====== Information ======

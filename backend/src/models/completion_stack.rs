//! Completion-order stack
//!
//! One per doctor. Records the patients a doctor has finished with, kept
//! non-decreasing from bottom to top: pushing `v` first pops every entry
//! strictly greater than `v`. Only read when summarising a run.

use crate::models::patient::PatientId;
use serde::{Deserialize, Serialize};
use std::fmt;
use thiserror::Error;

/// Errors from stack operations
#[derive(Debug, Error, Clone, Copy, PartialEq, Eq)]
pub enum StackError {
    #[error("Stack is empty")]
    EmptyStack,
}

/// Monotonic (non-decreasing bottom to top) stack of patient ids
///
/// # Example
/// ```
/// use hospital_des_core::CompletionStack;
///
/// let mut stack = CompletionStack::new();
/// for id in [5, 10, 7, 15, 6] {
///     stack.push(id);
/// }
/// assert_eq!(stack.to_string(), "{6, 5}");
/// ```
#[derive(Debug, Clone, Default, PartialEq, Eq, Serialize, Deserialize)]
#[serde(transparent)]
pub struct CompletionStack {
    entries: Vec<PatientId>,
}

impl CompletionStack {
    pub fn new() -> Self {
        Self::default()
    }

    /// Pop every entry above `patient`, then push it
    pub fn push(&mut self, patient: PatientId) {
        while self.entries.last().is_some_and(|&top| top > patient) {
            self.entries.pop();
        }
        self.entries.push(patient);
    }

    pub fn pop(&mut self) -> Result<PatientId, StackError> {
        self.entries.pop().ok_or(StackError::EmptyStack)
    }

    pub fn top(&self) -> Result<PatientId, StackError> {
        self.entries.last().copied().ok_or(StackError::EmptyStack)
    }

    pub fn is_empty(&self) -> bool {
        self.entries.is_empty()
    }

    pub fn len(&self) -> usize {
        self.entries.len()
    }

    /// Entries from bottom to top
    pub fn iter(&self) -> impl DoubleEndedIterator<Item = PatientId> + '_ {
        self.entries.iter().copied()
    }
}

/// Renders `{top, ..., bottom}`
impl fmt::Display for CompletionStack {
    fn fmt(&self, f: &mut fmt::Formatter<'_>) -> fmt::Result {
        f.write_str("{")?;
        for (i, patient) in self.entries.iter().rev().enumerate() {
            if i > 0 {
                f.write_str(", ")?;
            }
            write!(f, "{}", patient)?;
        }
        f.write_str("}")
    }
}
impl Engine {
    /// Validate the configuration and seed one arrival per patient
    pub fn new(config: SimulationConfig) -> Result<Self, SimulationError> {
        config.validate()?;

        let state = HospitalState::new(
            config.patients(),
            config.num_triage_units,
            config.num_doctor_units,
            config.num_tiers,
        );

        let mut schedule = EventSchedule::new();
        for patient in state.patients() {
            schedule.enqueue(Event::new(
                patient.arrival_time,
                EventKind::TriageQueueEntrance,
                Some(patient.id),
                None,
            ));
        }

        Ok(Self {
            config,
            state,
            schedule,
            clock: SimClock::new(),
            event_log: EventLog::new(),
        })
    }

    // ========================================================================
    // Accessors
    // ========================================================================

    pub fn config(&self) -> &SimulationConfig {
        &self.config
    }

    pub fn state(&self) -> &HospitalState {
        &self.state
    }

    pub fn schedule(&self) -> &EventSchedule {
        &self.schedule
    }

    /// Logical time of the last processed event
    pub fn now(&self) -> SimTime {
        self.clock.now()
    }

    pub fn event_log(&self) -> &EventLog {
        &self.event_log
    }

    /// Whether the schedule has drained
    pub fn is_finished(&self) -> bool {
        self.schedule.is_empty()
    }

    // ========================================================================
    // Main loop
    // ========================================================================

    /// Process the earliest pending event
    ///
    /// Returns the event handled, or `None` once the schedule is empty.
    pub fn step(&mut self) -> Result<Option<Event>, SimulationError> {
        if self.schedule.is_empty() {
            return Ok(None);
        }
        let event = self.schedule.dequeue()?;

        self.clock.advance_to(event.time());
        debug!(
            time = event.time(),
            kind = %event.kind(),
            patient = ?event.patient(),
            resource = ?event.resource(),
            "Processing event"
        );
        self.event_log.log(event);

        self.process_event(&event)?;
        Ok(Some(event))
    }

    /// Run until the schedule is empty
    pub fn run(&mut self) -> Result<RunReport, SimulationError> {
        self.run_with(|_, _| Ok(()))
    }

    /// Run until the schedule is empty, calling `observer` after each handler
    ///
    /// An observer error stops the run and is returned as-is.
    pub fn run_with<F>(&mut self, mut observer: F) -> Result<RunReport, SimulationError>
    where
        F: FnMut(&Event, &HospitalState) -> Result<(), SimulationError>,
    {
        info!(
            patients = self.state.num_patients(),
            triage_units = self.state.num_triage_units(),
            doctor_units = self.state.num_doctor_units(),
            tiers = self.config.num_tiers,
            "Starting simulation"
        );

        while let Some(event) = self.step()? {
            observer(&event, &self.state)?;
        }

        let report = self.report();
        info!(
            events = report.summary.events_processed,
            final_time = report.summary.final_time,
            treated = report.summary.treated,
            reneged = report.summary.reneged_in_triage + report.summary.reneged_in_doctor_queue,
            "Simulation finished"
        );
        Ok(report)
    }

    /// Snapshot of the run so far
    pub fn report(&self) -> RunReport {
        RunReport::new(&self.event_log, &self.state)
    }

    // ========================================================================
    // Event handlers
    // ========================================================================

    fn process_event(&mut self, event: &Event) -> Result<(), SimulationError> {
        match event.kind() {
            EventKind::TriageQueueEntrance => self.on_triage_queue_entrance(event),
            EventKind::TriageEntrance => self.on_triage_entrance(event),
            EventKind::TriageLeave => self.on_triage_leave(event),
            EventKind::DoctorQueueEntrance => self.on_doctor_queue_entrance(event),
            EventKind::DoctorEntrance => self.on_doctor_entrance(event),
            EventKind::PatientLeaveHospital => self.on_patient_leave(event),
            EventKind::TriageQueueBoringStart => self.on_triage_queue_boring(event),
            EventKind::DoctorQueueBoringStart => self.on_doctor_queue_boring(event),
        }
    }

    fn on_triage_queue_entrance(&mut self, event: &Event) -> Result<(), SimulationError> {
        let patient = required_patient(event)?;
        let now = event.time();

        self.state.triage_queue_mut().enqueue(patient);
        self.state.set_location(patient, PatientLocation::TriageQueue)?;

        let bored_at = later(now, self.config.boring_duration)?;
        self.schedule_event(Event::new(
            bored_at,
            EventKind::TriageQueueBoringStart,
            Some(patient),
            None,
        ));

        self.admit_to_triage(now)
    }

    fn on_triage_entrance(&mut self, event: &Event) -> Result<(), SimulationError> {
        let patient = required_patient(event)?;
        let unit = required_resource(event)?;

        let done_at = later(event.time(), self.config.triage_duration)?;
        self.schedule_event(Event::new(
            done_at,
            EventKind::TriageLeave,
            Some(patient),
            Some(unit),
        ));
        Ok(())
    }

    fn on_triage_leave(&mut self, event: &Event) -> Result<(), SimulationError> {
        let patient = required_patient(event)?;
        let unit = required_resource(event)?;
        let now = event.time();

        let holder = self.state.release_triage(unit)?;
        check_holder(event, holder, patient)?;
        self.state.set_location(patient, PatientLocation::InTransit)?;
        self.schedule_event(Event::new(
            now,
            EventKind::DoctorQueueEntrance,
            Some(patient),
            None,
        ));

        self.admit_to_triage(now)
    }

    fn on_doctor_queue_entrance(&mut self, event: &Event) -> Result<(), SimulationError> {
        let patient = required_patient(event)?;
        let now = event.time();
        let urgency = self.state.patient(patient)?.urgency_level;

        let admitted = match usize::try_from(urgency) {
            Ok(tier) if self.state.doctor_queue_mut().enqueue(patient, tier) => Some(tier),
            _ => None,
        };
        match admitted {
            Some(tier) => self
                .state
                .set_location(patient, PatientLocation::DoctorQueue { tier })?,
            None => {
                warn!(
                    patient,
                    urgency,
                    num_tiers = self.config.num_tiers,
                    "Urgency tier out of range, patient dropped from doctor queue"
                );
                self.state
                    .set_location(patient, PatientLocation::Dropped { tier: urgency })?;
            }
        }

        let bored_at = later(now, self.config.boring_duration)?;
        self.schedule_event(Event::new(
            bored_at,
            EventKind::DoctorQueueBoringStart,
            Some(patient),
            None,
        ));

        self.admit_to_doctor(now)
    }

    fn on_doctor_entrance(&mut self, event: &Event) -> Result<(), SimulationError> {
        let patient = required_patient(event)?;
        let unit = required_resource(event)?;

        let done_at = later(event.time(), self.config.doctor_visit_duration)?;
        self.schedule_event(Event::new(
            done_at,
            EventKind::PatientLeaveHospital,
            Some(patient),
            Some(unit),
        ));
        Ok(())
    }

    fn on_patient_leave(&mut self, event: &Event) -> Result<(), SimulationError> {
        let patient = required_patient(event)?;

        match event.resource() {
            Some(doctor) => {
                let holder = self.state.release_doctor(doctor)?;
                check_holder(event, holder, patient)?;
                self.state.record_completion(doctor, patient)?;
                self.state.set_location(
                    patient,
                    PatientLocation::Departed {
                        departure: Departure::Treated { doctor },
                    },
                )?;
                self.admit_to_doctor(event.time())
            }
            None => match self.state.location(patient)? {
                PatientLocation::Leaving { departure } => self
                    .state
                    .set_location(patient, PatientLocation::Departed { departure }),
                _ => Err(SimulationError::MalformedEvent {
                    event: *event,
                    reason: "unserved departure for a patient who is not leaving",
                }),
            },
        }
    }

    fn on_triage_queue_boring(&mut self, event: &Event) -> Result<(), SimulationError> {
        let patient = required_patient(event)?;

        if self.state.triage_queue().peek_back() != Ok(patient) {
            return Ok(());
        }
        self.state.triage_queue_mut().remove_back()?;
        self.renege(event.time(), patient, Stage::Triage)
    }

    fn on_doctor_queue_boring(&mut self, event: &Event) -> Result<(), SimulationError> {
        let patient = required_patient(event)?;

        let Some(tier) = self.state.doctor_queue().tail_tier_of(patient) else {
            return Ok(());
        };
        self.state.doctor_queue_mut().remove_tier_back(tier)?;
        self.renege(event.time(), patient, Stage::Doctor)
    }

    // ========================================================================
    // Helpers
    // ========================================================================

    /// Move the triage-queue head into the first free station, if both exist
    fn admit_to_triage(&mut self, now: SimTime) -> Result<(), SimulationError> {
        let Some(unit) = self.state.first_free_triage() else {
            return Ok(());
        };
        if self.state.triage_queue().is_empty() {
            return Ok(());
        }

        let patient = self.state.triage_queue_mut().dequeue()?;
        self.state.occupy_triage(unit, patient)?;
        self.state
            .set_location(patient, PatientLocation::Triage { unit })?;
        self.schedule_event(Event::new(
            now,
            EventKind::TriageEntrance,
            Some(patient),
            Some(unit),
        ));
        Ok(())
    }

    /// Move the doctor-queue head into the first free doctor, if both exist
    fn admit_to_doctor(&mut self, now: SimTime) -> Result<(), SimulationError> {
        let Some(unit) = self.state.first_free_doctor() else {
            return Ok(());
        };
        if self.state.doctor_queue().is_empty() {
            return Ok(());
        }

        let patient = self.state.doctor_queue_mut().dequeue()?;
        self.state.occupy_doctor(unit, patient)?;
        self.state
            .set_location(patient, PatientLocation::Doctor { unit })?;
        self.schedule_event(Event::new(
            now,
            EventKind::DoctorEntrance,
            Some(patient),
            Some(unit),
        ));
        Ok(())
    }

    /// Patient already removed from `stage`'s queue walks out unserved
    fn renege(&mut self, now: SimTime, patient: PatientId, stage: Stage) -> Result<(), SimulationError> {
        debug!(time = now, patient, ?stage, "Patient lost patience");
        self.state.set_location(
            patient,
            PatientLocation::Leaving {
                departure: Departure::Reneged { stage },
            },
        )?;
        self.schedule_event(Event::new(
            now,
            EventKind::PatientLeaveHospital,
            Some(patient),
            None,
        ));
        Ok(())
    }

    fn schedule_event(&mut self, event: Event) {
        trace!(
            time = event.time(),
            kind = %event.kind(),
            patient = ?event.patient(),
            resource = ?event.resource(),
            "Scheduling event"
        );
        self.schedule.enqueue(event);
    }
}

======
====== Information ======

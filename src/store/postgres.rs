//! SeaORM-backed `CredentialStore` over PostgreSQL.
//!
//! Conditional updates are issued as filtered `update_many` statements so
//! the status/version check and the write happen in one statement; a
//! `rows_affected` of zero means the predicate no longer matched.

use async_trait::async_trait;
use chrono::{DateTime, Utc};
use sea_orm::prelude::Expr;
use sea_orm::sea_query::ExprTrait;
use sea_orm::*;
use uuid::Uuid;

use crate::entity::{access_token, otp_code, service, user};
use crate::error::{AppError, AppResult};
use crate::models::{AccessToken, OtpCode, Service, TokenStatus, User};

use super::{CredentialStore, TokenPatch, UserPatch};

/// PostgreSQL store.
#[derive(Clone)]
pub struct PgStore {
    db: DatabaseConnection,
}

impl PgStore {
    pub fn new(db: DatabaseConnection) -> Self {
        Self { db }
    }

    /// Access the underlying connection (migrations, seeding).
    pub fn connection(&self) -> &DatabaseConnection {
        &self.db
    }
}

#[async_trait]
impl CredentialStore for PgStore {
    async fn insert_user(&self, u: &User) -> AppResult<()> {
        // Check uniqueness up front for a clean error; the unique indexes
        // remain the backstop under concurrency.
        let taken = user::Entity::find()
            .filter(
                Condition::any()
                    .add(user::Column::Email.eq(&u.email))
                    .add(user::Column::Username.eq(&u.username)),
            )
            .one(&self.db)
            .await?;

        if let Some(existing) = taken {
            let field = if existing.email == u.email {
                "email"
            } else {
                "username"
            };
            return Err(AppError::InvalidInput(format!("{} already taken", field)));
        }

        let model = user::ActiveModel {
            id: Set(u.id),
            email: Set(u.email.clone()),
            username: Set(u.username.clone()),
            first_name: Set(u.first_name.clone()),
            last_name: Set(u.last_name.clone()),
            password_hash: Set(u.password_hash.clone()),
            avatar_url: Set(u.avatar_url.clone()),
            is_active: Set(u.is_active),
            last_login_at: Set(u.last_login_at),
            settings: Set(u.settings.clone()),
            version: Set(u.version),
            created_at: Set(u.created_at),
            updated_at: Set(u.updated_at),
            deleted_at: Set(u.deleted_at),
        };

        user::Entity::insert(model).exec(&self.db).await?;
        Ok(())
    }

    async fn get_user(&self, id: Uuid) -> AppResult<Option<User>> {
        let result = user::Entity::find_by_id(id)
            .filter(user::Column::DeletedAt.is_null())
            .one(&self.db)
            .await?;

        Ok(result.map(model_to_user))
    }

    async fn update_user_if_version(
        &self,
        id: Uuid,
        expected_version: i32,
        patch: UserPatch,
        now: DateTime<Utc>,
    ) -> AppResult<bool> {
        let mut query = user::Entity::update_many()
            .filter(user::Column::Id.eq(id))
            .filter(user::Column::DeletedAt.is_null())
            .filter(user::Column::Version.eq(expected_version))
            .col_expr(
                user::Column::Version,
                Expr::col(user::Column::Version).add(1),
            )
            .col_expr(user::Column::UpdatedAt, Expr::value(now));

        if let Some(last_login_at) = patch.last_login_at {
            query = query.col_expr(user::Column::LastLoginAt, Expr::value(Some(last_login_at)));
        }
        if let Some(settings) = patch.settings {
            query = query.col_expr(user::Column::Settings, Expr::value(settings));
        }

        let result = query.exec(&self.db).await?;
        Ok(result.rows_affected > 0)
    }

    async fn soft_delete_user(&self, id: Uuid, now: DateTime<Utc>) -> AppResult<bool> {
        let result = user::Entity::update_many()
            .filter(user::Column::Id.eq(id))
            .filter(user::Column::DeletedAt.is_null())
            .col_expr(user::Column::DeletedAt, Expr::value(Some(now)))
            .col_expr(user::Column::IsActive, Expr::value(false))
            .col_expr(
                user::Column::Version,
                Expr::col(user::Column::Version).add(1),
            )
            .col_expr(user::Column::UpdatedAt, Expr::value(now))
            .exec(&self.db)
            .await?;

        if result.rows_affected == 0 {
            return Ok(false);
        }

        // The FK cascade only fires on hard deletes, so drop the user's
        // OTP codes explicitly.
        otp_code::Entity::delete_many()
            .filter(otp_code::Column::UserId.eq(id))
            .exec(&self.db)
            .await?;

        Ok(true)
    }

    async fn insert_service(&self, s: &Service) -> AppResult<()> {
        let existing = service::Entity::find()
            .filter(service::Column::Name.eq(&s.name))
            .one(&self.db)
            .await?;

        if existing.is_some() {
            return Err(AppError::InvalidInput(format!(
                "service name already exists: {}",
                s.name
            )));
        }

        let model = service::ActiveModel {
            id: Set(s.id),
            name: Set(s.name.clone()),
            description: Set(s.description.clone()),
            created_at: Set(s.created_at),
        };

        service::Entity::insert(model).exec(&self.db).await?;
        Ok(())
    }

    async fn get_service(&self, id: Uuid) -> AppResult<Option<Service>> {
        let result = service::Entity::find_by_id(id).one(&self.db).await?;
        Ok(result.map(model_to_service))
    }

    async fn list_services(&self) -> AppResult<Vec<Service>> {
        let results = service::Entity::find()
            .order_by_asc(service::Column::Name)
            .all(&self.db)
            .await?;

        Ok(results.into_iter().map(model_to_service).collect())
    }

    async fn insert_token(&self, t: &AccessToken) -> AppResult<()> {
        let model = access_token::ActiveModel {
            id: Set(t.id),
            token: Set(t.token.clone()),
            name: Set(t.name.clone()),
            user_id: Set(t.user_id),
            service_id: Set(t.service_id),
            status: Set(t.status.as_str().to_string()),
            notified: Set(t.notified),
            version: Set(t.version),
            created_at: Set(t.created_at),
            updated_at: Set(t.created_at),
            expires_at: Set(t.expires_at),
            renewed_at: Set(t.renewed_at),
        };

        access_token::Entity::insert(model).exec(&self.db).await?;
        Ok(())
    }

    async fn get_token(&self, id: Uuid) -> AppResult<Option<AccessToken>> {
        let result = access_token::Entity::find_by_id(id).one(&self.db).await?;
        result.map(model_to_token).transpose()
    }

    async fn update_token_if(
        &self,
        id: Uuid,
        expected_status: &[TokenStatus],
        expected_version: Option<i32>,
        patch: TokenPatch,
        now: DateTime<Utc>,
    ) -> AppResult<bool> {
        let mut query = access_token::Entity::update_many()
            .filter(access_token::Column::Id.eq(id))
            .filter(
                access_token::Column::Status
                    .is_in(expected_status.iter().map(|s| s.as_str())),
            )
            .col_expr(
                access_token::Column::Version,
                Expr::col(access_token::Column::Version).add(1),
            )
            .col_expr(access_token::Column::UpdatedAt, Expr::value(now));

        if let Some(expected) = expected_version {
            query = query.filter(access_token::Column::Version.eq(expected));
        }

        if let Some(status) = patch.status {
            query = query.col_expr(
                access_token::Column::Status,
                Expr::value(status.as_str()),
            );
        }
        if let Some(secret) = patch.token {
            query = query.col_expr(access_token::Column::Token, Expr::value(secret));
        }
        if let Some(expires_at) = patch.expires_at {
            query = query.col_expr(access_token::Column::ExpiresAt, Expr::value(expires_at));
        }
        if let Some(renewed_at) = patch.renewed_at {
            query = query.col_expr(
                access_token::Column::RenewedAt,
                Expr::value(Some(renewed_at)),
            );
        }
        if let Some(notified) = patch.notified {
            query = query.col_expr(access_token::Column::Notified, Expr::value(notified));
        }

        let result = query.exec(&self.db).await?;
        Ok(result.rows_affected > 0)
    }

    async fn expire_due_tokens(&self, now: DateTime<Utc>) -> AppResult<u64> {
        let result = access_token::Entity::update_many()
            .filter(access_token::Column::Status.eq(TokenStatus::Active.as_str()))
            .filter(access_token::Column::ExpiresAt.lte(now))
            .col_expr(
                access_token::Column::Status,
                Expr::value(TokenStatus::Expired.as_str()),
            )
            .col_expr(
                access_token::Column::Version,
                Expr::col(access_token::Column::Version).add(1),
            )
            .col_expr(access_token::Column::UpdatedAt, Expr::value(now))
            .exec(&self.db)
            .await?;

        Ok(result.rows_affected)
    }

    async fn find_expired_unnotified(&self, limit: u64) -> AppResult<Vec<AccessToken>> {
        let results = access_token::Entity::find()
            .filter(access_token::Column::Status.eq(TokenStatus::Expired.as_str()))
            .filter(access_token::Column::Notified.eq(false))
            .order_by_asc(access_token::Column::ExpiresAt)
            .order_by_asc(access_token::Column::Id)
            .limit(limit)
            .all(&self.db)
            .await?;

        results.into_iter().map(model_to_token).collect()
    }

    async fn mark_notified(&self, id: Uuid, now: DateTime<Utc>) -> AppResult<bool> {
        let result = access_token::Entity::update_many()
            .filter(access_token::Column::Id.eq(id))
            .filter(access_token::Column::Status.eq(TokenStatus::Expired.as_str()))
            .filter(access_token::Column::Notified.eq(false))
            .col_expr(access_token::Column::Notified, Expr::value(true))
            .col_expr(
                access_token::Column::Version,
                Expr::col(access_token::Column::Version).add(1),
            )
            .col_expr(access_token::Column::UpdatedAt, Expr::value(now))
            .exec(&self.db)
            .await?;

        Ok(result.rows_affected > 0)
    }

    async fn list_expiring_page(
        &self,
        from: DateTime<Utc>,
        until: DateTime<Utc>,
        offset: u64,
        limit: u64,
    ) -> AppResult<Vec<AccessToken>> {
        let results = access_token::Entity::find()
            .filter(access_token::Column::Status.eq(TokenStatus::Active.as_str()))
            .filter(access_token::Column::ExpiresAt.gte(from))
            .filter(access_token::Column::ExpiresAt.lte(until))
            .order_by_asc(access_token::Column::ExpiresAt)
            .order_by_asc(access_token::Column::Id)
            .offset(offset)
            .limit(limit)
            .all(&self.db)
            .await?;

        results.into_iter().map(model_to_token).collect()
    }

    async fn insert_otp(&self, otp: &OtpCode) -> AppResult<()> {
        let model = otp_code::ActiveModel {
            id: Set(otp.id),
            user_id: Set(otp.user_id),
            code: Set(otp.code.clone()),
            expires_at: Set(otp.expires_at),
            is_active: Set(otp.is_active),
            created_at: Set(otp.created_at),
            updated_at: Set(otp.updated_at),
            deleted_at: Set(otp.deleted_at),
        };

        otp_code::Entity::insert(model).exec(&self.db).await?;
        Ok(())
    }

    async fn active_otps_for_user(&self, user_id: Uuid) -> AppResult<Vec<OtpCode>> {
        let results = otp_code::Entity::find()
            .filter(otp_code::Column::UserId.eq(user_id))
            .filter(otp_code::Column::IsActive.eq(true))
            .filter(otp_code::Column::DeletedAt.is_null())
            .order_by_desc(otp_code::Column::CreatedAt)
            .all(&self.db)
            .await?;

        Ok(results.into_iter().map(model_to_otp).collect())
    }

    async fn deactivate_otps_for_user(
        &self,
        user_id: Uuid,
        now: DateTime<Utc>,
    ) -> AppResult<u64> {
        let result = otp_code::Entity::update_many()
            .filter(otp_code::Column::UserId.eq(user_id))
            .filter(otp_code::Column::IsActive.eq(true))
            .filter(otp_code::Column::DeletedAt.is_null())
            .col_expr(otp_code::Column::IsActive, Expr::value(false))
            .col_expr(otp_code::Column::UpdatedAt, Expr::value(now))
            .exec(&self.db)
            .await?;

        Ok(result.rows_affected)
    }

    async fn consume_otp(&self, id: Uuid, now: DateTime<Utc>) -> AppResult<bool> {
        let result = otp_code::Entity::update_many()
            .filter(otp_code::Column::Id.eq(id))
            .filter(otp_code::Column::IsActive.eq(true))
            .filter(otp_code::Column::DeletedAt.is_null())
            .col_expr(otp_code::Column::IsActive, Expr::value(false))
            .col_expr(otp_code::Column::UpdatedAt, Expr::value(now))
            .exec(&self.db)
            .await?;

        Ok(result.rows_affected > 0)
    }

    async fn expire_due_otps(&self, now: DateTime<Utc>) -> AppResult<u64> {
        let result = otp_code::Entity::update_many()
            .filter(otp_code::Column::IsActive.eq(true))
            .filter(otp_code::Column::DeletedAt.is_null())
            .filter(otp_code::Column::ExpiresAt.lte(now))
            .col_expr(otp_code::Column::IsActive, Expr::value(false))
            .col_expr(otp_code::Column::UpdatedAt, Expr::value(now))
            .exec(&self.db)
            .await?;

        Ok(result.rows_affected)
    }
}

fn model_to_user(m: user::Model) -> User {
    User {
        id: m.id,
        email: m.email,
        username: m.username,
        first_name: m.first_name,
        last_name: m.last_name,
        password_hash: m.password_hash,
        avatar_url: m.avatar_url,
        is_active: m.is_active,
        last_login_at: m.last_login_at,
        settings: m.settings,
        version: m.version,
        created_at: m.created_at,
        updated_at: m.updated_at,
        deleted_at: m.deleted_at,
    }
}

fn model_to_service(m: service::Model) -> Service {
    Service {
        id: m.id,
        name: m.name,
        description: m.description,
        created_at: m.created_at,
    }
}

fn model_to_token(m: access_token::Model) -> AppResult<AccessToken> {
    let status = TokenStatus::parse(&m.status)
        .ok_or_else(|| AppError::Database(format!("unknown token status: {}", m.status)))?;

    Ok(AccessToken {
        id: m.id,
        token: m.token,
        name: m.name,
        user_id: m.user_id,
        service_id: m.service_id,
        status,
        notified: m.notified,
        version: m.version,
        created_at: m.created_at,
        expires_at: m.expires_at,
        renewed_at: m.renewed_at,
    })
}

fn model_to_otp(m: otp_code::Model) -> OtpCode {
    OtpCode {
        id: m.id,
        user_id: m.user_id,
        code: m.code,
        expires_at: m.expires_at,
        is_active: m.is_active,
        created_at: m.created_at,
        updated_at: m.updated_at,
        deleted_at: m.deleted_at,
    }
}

======

- **The problem**
Lines with the word "AppError": copy each one from the data above.

- **Solution for this exercise**
use crate::error::{AppError, AppResult};
            return Err(AppError::InvalidInput(format!("{} already taken", field)));
            return Err(AppError::InvalidInput(format!(
        .ok_or_else(|| AppError::Database(format!("unknown token status: {}", m.status)))?;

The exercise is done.